Focal Point
[SOLVED] How to filter Duplicate Records

This topic can be found at:
https://forums.informationbuilders.com/eve/forums/a/tpc/f/7971057331/m/5357049676

June 26, 2015, 12:46 AM
CSun
[SOLVED] How to filter Duplicate Records
Howdy All



So, I'm new to WebFOCUS and programming in general, basic training is in progress.

That being said, this is the second time I have come across the following scenario, and have not been able to find a solution (or a concise way to state the problem):



I have a table that lists employee education information as follows:



Employee_ID

Employee_Name

Degree

University_Name

Date_Awarded

(About 50 other fields relating to education and training info).



The question I am asking is: What are the email addresses and degrees of employees who attended "UCLA"?



The client wants the report in the following format (I am joining to a table showing active employee data by Employee ID to get email addresses):



Employee_ID

Email Address

Degree,

Date Awarded





The problem is, my report keeps giving me duplicates for alums of multiple programs (An employee that attended undergrad, grad and certification will have three different records).



For some reason 'Distinct' and 'Last" eliminate some of the dupes, but not all.



Any direction would be appreciated.

This message has been edited. Last edited by: CSun,


WF 7.7.03 on Win7/Tomcat
June 26, 2015, 03:16 AM
Neelima
Could use SET command

SET ALL=OFF


WebFocus 8104,8204
Excel/PDF/HTML/HTMLTABLE/XML/ALPHA/GIF file/GRAPH/Active technologies
June 26, 2015, 04:33 AM
Martin vK
Put all fields as BY's and you will not have duplicates in the report.

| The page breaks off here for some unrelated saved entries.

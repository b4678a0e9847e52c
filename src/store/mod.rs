use crate::api::{AccountApi, ApiError};
use crate::models::{Account, AccountConfigItem};
use futures::future::join_all;
use serde::{Deserialize, Serialize};
use std::collections::HashSet;
use std::sync::atomic::{AtomicUsize, Ordering};
use tokio::sync::RwLock;

/// When deletes touch the local list
#[derive(Debug, Clone, Copy, Default, PartialEq, Eq, Serialize, Deserialize)]
#[serde(rename_all = "lowercase")]
pub enum DeleteMode {
    /// Remove locally before the API call. A failed call leaves the list
    /// diverged from the server until the next load.
    #[default]
    Optimistic,
    /// Remove locally only after the API confirmed the delete
    Confirmed,
}

/// Outcome of `bulk_delete`. The operation itself never fails.
#[derive(Debug, Clone, Default, PartialEq)]
pub struct BulkDeleteReport {
    pub requested: usize,
    pub failed: Vec<String>,
}

impl BulkDeleteReport {
    pub fn succeeded(&self) -> usize {
        self.requested - self.failed.len()
    }
}

/// Clears the loading flag on every exit path of a load
struct LoadingGuard<'a>(&'a AtomicUsize);

impl<'a> LoadingGuard<'a> {
    fn enter(counter: &'a AtomicUsize) -> Self {
        counter.fetch_add(1, Ordering::SeqCst);
        Self(counter)
    }
}

impl Drop for LoadingGuard<'_> {
    fn drop(&mut self) {
        self.0.fetch_sub(1, Ordering::SeqCst);
    }
}

/// Local view of the server's account list.
///
/// Owned by the application session and shared behind an `Arc`; the list is
/// only mutated through the operations below.
pub struct AccountStore<A> {
    api: A,
    accounts: RwLock<Vec<Account>>,
    loading: AtomicUsize,
    delete_mode: DeleteMode,
}

impl<A: AccountApi> AccountStore<A> {
    pub fn new(api: A) -> Self {
        Self {
            api,
            accounts: RwLock::new(Vec::new()),
            loading: AtomicUsize::new(0),
            delete_mode: DeleteMode::default(),
        }
    }

    pub fn with_delete_mode(mut self, mode: DeleteMode) -> Self {
        self.delete_mode = mode;
        self
    }

    pub fn api(&self) -> &A {
        &self.api
    }

    pub fn delete_mode(&self) -> DeleteMode {
        self.delete_mode
    }

    pub async fn accounts(&self) -> Vec<Account> {
        self.accounts.read().await.clone()
    }

    pub async fn account(&self, id: &str) -> Option<Account> {
        self.accounts.read().await.iter().find(|a| a.id == id).cloned()
    }

    pub async fn len(&self) -> usize {
        self.accounts.read().await.len()
    }

    pub async fn is_empty(&self) -> bool {
        self.accounts.read().await.is_empty()
    }

    pub fn is_loading(&self) -> bool {
        self.loading.load(Ordering::SeqCst) > 0
    }

    /// Replace the local list with the server's
    pub async fn load_accounts(&self) -> Result<(), ApiError> {
        let _guard = LoadingGuard::enter(&self.loading);

        let mut accounts = self.api.list().await?;

        // one record per id, the first one wins
        let received = accounts.len();
        let mut seen = HashSet::with_capacity(received);
        accounts.retain(|a| seen.insert(a.id.clone()));
        if accounts.len() < received {
            tracing::warn!(
                "Server listed {} duplicate account ids, kept the first of each",
                received - accounts.len()
            );
        }

        tracing::info!("Loaded {} accounts", accounts.len());
        *self.accounts.write().await = accounts;

        Ok(())
    }

    pub async fn delete_account(&self, id: &str) -> Result<(), ApiError> {
        match self.delete_mode {
            DeleteMode::Optimistic => {
                self.remove_local(&[id]).await;
                if let Err(e) = self.api.delete(id).await {
                    tracing::warn!(
                        "Delete of account {} failed after local removal, list diverged: {}",
                        id,
                        e
                    );
                    return Err(e);
                }
            }
            DeleteMode::Confirmed => {
                self.api.delete(id).await?;
                self.remove_local(&[id]).await;
            }
        }

        tracing::info!("Deleted account {}", id);
        Ok(())
    }

    pub async fn disable_account(&self, id: &str) -> Result<(), ApiError> {
        self.api.disable(id).await?;
        self.update_local(&[id], Account::mark_disabled).await;
        tracing::info!("Disabled account {}", id);
        Ok(())
    }

    pub async fn enable_account(&self, id: &str) -> Result<(), ApiError> {
        self.api.enable(id).await?;
        self.update_local(&[id], Account::mark_enabled).await;
        tracing::info!("Enabled account {}", id);
        Ok(())
    }

    pub async fn bulk_enable(&self, ids: &[String]) -> Result<(), ApiError> {
        self.api.bulk_enable(ids).await?;
        let updated = self.update_local(ids, Account::mark_enabled).await;
        tracing::info!("Bulk enabled {} accounts ({} held locally)", ids.len(), updated);
        Ok(())
    }

    pub async fn bulk_disable(&self, ids: &[String]) -> Result<(), ApiError> {
        self.api.bulk_disable(ids).await?;
        let updated = self.update_local(ids, Account::mark_disabled).await;
        tracing::info!("Bulk disabled {} accounts ({} held locally)", ids.len(), updated);
        Ok(())
    }

    /// Delete every id with one concurrent API call each and wait for all of
    /// them to settle. Individual failures are logged and reported, not raised.
    pub async fn bulk_delete(&self, ids: &[String]) -> BulkDeleteReport {
        if self.delete_mode == DeleteMode::Optimistic {
            self.remove_local(ids).await;
        }

        let results = join_all(ids.iter().map(|id| self.api.delete(id))).await;

        let mut report = BulkDeleteReport {
            requested: ids.len(),
            failed: Vec::new(),
        };
        let mut deleted = Vec::with_capacity(ids.len());
        for (id, result) in ids.iter().zip(results) {
            match result {
                Ok(()) => deleted.push(id.as_str()),
                Err(e) => {
                    tracing::warn!("Bulk delete of account {} failed: {}", id, e);
                    report.failed.push(id.clone());
                }
            }
        }

        if self.delete_mode == DeleteMode::Confirmed {
            self.remove_local(&deleted).await;
        }

        tracing::info!(
            "Bulk deleted {}/{} accounts",
            report.succeeded(),
            report.requested
        );
        report
    }

    /// Push a full configuration, then reload from the server
    pub async fn update_config(&self, items: &[AccountConfigItem]) -> Result<(), ApiError> {
        self.api.update_config(items).await?;
        tracing::info!("Account configuration updated ({} items)", items.len());
        self.load_accounts().await
    }

    async fn remove_local<S: AsRef<str>>(&self, ids: &[S]) -> usize {
        let mut accounts = self.accounts.write().await;
        let before = accounts.len();
        accounts.retain(|a| !ids.iter().any(|id| id.as_ref() == a.id));
        before - accounts.len()
    }

    async fn update_local<S: AsRef<str>>(&self, ids: &[S], apply: fn(&mut Account)) -> usize {
        let mut accounts = self.accounts.write().await;
        let mut updated = 0;
        for id in ids {
            if let Some(account) = accounts.iter_mut().find(|a| a.id == id.as_ref()) {
                apply(account);
                updated += 1;
            }
        }
        updated
    }
}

Nevertheless you could still get multiple records for employees that attended multiple programs in the same university. In that case you do need to use MAX or similar for last Date Awarded. I am not sure how to determine which is last Degree. Depends on your data.

Martin.


WebFocus 8206M, iWay DataMigrator, Windows, DB2 Windows V10.5, MS SQL Server, Azure SQL, Hyperstage, ReportCaster
June 26, 2015, 07:34 AM
George Patton
My guess that the reason you are getting duplicates in some cases but not others is that the university names are not entered in a consistent manner. So UCLA is not the same as UCLA_ (where _ represents a space at the end).

What you should do is initially create a table that is sorted by university, then degree etc. That should immediately identify if you have incorrectly entered data.

Once you are sure you have good data, HOLD this initial pass and then re-sort using the distinct attribute.


WebFOCUS 7.7.05 Windows, Linux, DB2, IBM Lotus Notes, Firebird, Lotus Symphony/OpenOffice. Outputs PDF, Excel 2007 (for OpenOffice integration), WP
June 26, 2015, 10:55 AM
mmally
The problem is the data you are trying to combine. The data allows 2 places for duplicates Degree and Date Awarded. One way to get a clean list would be to build a HOLD file with EmpID, Email, and LAST(Date Awarded). Then join the hold file back to the employee table on ID and Date, then bring in Degree and you will get the last degree.


WebFOCUS 8
Windows, All Outputs
June 29, 2015, 06:26 PM
CSun
Thanks, for the quick responses on this.

Printing all of the fields as BY's still showed several duplicates. The only accurate way to get last degree was to separate them into levels (BS, MS, etc.).

Mmally's idea of creating a Hold file with ID and date worked perfectly.

Thanks again!


WF 7.7.03 on Win7/Tomcat